◆ WORK INSTRUCTIONS:
Within the records, find every line that includes the word "super" and copy it.

◆ RECORDS FOR THIS EXERCISE:

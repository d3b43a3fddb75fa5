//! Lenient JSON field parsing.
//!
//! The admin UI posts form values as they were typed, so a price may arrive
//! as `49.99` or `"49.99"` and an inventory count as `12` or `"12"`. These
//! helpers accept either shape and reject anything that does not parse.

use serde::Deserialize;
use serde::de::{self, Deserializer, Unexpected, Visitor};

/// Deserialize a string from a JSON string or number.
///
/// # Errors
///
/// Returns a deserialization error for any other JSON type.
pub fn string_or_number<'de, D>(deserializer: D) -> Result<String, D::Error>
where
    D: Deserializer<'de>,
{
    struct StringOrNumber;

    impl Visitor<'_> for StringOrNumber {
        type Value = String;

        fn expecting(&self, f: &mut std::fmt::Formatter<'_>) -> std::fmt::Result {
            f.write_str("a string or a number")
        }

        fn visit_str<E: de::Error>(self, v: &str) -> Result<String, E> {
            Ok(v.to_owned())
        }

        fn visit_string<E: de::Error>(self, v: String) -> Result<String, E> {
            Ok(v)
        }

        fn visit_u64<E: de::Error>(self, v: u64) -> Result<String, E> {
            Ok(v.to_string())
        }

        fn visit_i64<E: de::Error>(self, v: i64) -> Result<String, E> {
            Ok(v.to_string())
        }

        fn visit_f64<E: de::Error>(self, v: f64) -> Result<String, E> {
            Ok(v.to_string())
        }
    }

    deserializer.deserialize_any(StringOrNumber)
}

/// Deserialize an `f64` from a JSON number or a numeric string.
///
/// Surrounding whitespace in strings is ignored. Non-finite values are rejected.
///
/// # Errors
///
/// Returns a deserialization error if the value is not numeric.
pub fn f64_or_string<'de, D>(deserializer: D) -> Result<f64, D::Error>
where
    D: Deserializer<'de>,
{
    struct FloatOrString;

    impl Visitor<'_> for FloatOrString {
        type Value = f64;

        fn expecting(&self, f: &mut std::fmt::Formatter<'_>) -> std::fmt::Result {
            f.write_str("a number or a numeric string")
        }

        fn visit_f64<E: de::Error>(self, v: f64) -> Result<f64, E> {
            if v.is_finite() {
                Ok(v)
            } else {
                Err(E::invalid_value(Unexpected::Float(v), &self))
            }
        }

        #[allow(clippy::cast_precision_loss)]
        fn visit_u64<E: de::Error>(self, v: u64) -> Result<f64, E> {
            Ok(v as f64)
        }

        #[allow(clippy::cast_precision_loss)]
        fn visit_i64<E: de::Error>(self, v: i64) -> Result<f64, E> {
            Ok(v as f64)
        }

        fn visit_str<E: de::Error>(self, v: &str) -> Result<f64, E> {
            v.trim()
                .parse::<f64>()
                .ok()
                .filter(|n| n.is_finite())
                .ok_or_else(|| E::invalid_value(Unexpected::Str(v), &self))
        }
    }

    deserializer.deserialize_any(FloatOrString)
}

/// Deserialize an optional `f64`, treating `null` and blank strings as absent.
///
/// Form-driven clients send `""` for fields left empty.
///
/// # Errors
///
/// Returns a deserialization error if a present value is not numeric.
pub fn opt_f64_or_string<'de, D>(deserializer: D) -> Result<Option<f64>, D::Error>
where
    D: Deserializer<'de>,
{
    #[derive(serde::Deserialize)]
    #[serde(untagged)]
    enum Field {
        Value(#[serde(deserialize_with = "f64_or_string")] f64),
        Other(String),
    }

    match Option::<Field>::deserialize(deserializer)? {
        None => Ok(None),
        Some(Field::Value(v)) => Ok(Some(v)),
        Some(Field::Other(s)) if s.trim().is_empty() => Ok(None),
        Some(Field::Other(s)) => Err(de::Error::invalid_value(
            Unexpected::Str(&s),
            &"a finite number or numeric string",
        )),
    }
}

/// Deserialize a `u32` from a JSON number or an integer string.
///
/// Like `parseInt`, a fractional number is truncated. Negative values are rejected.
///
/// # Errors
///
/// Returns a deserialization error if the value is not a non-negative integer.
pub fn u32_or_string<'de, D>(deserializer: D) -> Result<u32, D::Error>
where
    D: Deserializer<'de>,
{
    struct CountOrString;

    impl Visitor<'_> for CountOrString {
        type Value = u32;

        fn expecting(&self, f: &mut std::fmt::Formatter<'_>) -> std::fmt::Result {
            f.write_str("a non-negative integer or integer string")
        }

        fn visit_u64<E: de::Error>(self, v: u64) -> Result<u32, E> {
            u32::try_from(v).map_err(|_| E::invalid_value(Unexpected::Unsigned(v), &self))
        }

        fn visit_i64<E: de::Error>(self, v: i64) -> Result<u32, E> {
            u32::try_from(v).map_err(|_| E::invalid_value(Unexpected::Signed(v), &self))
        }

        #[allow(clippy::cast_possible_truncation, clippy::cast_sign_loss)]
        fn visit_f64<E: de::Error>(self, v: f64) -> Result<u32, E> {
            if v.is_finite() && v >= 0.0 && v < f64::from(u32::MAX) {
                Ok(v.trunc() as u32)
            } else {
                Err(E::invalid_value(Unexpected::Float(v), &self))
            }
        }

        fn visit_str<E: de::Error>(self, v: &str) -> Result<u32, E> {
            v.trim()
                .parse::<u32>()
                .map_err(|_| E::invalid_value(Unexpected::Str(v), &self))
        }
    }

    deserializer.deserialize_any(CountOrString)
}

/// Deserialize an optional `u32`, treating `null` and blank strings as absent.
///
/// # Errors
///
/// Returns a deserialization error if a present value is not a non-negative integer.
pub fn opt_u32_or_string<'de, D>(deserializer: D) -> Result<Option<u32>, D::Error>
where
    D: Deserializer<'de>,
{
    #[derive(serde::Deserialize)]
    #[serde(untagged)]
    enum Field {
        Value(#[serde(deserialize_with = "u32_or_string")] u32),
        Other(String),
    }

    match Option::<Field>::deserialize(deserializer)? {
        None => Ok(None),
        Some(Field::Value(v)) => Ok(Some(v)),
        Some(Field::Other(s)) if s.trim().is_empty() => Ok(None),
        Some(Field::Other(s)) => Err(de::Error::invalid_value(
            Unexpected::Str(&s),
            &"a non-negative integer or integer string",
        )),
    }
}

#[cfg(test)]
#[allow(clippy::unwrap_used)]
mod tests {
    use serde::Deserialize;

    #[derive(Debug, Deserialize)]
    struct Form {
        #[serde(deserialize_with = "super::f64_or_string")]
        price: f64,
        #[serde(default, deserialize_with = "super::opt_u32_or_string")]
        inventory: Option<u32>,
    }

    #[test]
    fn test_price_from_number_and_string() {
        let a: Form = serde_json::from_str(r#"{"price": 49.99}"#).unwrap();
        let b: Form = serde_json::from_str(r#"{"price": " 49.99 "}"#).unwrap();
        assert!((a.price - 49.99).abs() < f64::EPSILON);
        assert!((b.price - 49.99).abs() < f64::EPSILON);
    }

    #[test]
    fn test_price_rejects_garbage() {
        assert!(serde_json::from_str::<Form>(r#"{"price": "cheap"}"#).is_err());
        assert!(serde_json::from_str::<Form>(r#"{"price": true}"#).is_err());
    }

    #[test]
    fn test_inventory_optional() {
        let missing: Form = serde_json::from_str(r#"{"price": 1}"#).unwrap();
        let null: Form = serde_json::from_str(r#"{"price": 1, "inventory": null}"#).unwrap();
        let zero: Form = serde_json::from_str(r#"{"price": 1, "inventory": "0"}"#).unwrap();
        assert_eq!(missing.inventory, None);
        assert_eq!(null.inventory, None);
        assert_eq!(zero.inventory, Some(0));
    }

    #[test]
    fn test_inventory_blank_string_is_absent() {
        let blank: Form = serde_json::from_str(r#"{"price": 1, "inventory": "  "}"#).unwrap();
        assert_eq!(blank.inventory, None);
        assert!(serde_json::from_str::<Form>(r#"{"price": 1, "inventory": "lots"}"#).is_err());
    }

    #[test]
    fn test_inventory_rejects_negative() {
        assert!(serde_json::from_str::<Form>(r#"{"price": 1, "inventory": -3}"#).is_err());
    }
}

◆ RESULT OF THE TASK:
        #[serde(deserialize_with = "super::f64_or_string")]
        #[serde(default, deserialize_with = "super::opt_u32_or_string")]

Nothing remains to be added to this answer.